→ WHAT THE TASK ASKS
Count the lines that contain the string "Display" in the records beneath, and respond with the number only.

Collected data entries
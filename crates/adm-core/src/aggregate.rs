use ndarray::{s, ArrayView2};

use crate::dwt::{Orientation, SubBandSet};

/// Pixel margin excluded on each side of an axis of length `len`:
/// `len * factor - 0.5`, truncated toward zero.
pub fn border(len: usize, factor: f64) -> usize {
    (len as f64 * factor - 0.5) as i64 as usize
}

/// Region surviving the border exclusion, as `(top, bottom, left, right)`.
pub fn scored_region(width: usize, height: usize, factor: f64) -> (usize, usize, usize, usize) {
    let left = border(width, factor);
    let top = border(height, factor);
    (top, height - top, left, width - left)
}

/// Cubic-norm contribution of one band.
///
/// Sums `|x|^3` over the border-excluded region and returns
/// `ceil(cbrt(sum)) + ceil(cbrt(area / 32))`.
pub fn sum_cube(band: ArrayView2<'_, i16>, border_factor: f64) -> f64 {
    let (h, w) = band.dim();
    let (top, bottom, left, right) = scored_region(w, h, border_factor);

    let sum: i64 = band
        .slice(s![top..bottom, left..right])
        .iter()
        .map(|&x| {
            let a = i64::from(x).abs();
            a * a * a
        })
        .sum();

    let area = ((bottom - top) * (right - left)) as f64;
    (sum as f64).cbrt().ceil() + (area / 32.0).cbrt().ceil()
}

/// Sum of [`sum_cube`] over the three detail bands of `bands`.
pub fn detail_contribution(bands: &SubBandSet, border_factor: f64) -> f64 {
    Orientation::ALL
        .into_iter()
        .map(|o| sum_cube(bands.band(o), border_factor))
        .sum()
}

...

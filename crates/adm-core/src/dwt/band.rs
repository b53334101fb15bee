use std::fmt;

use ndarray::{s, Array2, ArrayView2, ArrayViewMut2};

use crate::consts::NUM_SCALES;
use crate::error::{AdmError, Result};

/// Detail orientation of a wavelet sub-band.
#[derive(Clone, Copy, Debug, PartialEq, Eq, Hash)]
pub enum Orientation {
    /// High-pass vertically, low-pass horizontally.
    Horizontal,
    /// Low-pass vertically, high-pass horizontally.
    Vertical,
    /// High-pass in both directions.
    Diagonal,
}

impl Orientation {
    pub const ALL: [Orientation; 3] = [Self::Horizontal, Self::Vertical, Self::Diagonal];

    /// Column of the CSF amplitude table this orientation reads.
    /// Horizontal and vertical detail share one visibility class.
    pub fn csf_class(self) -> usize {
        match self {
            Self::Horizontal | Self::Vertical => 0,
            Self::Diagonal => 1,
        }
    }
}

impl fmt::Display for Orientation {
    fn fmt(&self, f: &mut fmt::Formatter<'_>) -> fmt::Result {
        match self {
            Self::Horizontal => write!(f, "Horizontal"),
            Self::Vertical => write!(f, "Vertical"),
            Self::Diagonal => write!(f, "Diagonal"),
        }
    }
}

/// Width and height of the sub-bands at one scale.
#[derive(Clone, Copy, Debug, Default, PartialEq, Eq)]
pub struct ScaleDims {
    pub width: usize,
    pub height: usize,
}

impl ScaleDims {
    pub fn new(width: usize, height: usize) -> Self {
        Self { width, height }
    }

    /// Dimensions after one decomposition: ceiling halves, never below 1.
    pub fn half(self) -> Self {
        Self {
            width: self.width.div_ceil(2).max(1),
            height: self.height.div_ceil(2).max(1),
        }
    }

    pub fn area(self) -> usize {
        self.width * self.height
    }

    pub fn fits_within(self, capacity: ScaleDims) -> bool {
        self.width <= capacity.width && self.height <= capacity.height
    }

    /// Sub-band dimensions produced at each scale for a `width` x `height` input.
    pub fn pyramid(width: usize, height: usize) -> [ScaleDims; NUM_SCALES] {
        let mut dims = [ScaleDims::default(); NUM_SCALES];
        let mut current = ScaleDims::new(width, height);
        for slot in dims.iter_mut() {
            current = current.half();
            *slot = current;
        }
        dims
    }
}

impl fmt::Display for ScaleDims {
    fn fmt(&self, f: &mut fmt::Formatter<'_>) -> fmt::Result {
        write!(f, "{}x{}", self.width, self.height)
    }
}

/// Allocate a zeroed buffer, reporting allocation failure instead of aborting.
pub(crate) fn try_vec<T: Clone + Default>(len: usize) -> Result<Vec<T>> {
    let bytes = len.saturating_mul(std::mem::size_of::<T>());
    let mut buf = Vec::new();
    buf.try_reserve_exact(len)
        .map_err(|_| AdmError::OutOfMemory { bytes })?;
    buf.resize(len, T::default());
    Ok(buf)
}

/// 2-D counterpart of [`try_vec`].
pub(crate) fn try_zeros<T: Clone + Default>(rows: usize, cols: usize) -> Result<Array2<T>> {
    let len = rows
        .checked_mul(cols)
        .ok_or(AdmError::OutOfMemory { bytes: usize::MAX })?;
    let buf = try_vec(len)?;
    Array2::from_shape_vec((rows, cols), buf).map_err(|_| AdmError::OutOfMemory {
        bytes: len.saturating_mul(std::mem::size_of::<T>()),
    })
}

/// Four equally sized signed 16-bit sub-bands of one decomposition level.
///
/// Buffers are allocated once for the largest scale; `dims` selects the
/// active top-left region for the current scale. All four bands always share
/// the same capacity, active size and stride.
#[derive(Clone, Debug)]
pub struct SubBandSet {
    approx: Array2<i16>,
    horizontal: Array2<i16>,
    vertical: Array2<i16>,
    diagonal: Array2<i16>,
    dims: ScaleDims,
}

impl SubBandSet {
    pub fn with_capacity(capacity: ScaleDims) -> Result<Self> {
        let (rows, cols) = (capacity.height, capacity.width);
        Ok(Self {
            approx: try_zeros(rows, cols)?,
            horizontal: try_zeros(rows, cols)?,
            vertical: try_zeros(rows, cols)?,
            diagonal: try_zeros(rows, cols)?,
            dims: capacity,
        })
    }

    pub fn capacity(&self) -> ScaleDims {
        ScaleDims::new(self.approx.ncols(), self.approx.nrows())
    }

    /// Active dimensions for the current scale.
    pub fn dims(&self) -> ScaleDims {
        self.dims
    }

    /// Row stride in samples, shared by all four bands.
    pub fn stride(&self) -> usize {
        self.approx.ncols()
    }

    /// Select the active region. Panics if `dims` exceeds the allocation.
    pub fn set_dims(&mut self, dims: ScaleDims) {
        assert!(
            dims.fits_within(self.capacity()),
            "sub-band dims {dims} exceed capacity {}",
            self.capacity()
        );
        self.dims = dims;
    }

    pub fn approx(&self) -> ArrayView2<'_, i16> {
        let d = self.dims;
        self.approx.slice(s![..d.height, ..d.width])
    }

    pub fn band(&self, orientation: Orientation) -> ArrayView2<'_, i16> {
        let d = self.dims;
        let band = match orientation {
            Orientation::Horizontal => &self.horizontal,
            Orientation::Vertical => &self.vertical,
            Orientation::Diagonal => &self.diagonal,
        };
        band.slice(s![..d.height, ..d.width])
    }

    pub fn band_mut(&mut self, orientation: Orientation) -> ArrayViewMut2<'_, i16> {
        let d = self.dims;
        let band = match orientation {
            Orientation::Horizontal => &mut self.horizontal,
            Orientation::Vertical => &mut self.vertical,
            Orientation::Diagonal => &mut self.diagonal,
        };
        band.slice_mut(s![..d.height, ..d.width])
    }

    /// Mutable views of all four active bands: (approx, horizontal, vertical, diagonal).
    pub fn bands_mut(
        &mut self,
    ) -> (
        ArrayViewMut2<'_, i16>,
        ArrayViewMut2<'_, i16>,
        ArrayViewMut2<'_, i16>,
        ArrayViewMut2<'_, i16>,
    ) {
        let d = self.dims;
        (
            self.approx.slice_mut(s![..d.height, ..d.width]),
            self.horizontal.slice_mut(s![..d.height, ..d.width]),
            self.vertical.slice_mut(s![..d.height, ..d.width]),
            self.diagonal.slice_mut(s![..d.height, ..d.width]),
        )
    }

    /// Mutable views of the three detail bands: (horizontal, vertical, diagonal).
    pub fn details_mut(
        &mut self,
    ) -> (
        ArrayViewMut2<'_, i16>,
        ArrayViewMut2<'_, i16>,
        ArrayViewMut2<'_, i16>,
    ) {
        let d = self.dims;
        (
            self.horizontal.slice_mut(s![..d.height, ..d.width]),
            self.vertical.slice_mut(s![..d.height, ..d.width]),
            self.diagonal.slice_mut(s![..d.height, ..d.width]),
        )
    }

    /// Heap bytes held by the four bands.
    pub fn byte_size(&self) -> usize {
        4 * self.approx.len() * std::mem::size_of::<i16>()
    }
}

→ RESULT FOR THIS TASK
2